Assignment: Count the lines below containing "notice". Number only.

•••••

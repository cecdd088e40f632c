//! Built-in handlers for the control message types.
//!
//! [`HandlerRegistry::with_builtins`] installs:
//! - heartbeat: bodiless ack
//! - negotiation: picks the first serialization and compression both sides support
//! - session: binds a session id to plugin defaults in the connection's session table
//! - offline: logs the notice and acks
//! - authentication: delegates to an [`Authenticator`]
//!
//! Business and callback requests have no built-in handler.

use std::net::SocketAddr;
use std::sync::Arc;

use tracing::{debug, info, warn};

use super::registry::{BoxFuture, Handler, HandlerRegistry, HandlerResult};
use super::RequestContext;
use crate::codec::{compression_id, PluginRegistry};
use crate::protocol::{
    AuthResult, Authentication, MsgType, Negotiation, Payload, RequestMessage, Session,
};

/// Decides whether a peer's credentials are accepted.
pub trait Authenticator: Send + Sync + 'static {
    fn authenticate(&self, request: &Authentication, peer: Option<SocketAddr>) -> AuthResult;
}

/// Accepts every peer.
#[derive(Debug, Clone, Copy, Default)]
pub struct AllowAll;

impl Authenticator for AllowAll {
    fn authenticate(&self, _request: &Authentication, _peer: Option<SocketAddr>) -> AuthResult {
        AuthResult {
            success: true,
            message: None,
        }
    }
}

impl<F> Authenticator for F
where
    F: Fn(&Authentication, Option<SocketAddr>) -> AuthResult + Send + Sync + 'static,
{
    fn authenticate(&self, request: &Authentication, peer: Option<SocketAddr>) -> AuthResult {
        self(request, peer)
    }
}

impl HandlerRegistry {
    /// Registry preloaded with the control handlers, accepting every peer.
    pub fn with_builtins(plugins: Arc<PluginRegistry>) -> Self {
        Self::with_authenticator(plugins, AllowAll)
    }

    /// Registry preloaded with the control handlers and a custom authenticator.
    pub fn with_authenticator(plugins: Arc<PluginRegistry>, authenticator: impl Authenticator) -> Self {
        let mut registry = Self::new();
        registry
            .register(MsgType::HeartbeatReq, |_req, ctx| async move {
                ctx.respond_empty().await
            })
            .register_handler(MsgType::NegotiationReq, NegotiationHandler { plugins })
            .register(MsgType::SessionReq, handle_session)
            .register(MsgType::OfflineReq, handle_offline)
            .register_handler(
                MsgType::AuthReq,
                AuthHandler {
                    authenticator: Arc::new(authenticator),
                },
            );
        registry
    }
}

struct NegotiationHandler {
    plugins: Arc<PluginRegistry>,
}

impl NegotiationHandler {
    fn choose(&self, offer: &Negotiation) -> Negotiation {
        let serialization = offer
            .serializations
            .iter()
            .copied()
            .find(|id| self.plugins.serialization(*id).is_some());

        let compression = offer
            .compressions
            .iter()
            .copied()
            .find(|id| *id == compression_id::NONE || self.plugins.compression(*id).is_some())
            .unwrap_or(compression_id::NONE);

        Negotiation {
            serializations: self.plugins.serialization_ids(),
            compressions: self.plugins.compression_ids(),
            serialization,
            compression: Some(compression),
            attributes: Default::default(),
        }
    }
}

impl Handler for NegotiationHandler {
    fn call(&self, request: RequestMessage, ctx: RequestContext) -> BoxFuture<'static, HandlerResult> {
        let offer = match request.payload {
            Some(Payload::Negotiation(n)) => n,
            _ => Negotiation::default(),
        };
        let chosen = self.choose(&offer);

        match chosen.serialization {
            Some(id) => debug!(serialization = id, compression = ?chosen.compression, "negotiated plugins"),
            None => warn!(offered = ?offer.serializations, "no common serialization"),
        }

        Box::pin(async move { ctx.respond(chosen).await })
    }
}

async fn handle_session(request: RequestMessage, ctx: RequestContext) -> HandlerResult {
    let id = request.header.session_id;
    match request.payload {
        Some(Payload::Session(s)) if id > 0 => {
            ctx.sessions().add(Session::new(id, s.serialization, s.compression));
            debug!(session_id = id, serialization = s.serialization, compression = s.compression, "session opened");
        }
        _ => warn!(session_id = id, "ignoring session request without a positive id or body"),
    }
    ctx.respond_empty().await
}

async fn handle_offline(request: RequestMessage, ctx: RequestContext) -> HandlerResult {
    let reason = match &request.payload {
        Some(Payload::Offline(notice)) => notice.reason.clone(),
        _ => None,
    };
    info!(peer = ?ctx.remote_addr(), reason = ?reason, "peer going offline");
    ctx.respond_empty().await
}

struct AuthHandler {
    authenticator: Arc<dyn Authenticator>,
}

impl Handler for AuthHandler {
    fn call(&self, request: RequestMessage, ctx: RequestContext) -> BoxFuture<'static, HandlerResult> {
        let result = match &request.payload {
            Some(Payload::Authentication(auth)) => {
                self.authenticator.authenticate(auth, ctx.remote_addr())
            }
            _ => AuthResult {
                success: false,
                message: Some("missing credentials".to_string()),
            },
        };

        if !result.success {
            warn!(peer = ?ctx.remote_addr(), "authentication rejected");
        }

        Box::pin(async move { ctx.respond(result).await })
    }
}

#[cfg(test)]
mod tests {
    use super::*;
    use crate::codec::serialization_id;
    use crate::config::CodecConfig;
    use crate::protocol::{FrameCodec, Header, Message, SessionManager, SessionPayload};
    use crate::writer::spawn_writer_task_default;
    use tokio::io::{duplex, AsyncReadExt, DuplexStream};

    fn codec() -> Arc<FrameCodec> {
        Arc::new(FrameCodec::new(
            Arc::new(PluginRegistry::with_defaults()),
            CodecConfig::default(),
        ))
    }

    /// Dispatch `request` through the builtins and decode the single reply.
    async fn roundtrip(
        registry: &HandlerRegistry,
        sessions: Arc<SessionManager>,
        request: RequestMessage,
    ) -> Message {
        let (client, mut server): (DuplexStream, DuplexStream) = duplex(8192);
        let (writer, _task) = spawn_writer_task_default(client);
        let codec = codec();

        let ctx = RequestContext::attach(&request, Arc::clone(&codec), sessions, Some(writer));
        registry.dispatch(request, ctx).await.unwrap();

        let mut buffer = codec.frame_buffer();
        let mut chunk = [0u8; 1024];
        loop {
            let n = server.read(&mut chunk).await.unwrap();
            let mut frames = buffer.push(&chunk[..n]).unwrap();
            if !frames.is_empty() {
                return codec.decode(frames.remove(0)).unwrap().unwrap();
            }
        }
    }

    fn header(msg_type: MsgType, id: u32) -> Header {
        Header::new(msg_type, id).with_serialization(serialization_id::MSGPACK)
    }

    #[tokio::test]
    async fn test_heartbeat_ack() {
        let registry = HandlerRegistry::with_builtins(Arc::new(PluginRegistry::with_defaults()));
        let reply = roundtrip(
            &registry,
            Arc::new(SessionManager::new()),
            RequestMessage::new(header(MsgType::HeartbeatReq, 11), None),
        )
        .await;

        assert_eq!(reply.msg_type(), Some(MsgType::HeartbeatResp));
        assert_eq!(reply.msg_id(), 11);
        assert!(reply.payload().is_none());
    }

    #[tokio::test]
    async fn test_negotiation_picks_first_supported() {
        let registry = HandlerRegistry::with_builtins(Arc::new(PluginRegistry::with_defaults()));
        let offer = Negotiation {
            serializations: vec![42, serialization_id::JSON, serialization_id::MSGPACK],
            compressions: vec![77, compression_id::GZIP],
            ..Default::default()
        };
        let reply = roundtrip(
            &registry,
            Arc::new(SessionManager::new()),
            RequestMessage::new(header(MsgType::NegotiationReq, 3), Some(offer.into())),
        )
        .await;

        match reply.payload() {
            Some(Payload::Negotiation(n)) => {
                assert_eq!(n.serialization, Some(serialization_id::JSON));
                assert_eq!(n.compression, Some(compression_id::GZIP));
                assert!(n.serializations.contains(&serialization_id::MSGPACK));
            }
            other => panic!("unexpected payload: {other:?}"),
        }
    }

    #[test]
    fn test_negotiation_without_overlap() {
        let handler = NegotiationHandler {
            plugins: Arc::new(PluginRegistry::with_defaults()),
        };
        let chosen = handler.choose(&Negotiation {
            serializations: vec![100],
            compressions: vec![100],
            ..Default::default()
        });
        assert_eq!(chosen.serialization, None);
        assert_eq!(chosen.compression, Some(compression_id::NONE));
    }

    #[tokio::test]
    async fn test_session_binds_defaults() {
        let registry = HandlerRegistry::with_builtins(Arc::new(PluginRegistry::with_defaults()));
        let sessions = Arc::new(SessionManager::new());
        let body = SessionPayload {
            serialization: serialization_id::JSON,
            compression: compression_id::ZLIB,
            ..Default::default()
        };

        let reply = roundtrip(
            &registry,
            Arc::clone(&sessions),
            RequestMessage::new(header(MsgType::SessionReq, 5).with_session_id(9), Some(body.into())),
        )
        .await;

        assert_eq!(reply.msg_type(), Some(MsgType::SessionResp));
        let session = sessions.get(9).unwrap();
        assert_eq!(session.serialization(), serialization_id::JSON);
        assert_eq!(session.compression(), compression_id::ZLIB);
    }

    #[tokio::test]
    async fn test_session_requires_positive_id() {
        let registry = HandlerRegistry::with_builtins(Arc::new(PluginRegistry::with_defaults()));
        let sessions = Arc::new(SessionManager::new());

        roundtrip(
            &registry,
            Arc::clone(&sessions),
            RequestMessage::new(
                header(MsgType::SessionReq, 5),
                Some(SessionPayload::default().into()),
            ),
        )
        .await;

        assert!(sessions.is_empty());
    }

    #[tokio::test]
    async fn test_custom_authenticator() {
        let registry = HandlerRegistry::with_authenticator(
            Arc::new(PluginRegistry::with_defaults()),
            |auth: &Authentication, _peer: Option<SocketAddr>| AuthResult {
                success: auth.credential == b"secret",
                message: None,
            },
        );

        let auth = Authentication {
            principal: "svc".into(),
            credential: b"wrong".to_vec(),
            ..Default::default()
        };
        let reply = roundtrip(
            &registry,
            Arc::new(SessionManager::new()),
            RequestMessage::new(header(MsgType::AuthReq, 8), Some(auth.into())),
        )
        .await;

        assert_eq!(reply.msg_type(), Some(MsgType::AuthResp));
        match reply.payload() {
            Some(Payload::AuthResult(r)) => assert!(!r.success),
            other => panic!("unexpected payload: {other:?}"),
        }
    }

    #[test]
    fn test_builtins_leave_business_types_open() {
        let registry = HandlerRegistry::with_builtins(Arc::new(PluginRegistry::with_defaults()));
        assert!(registry.contains(MsgType::HeartbeatReq));
        assert!(registry.contains(MsgType::AuthReq));
        assert!(!registry.contains(MsgType::BizReq));
        assert!(!registry.contains(MsgType::CallbackReq));
    }
}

•••••

Reply: 2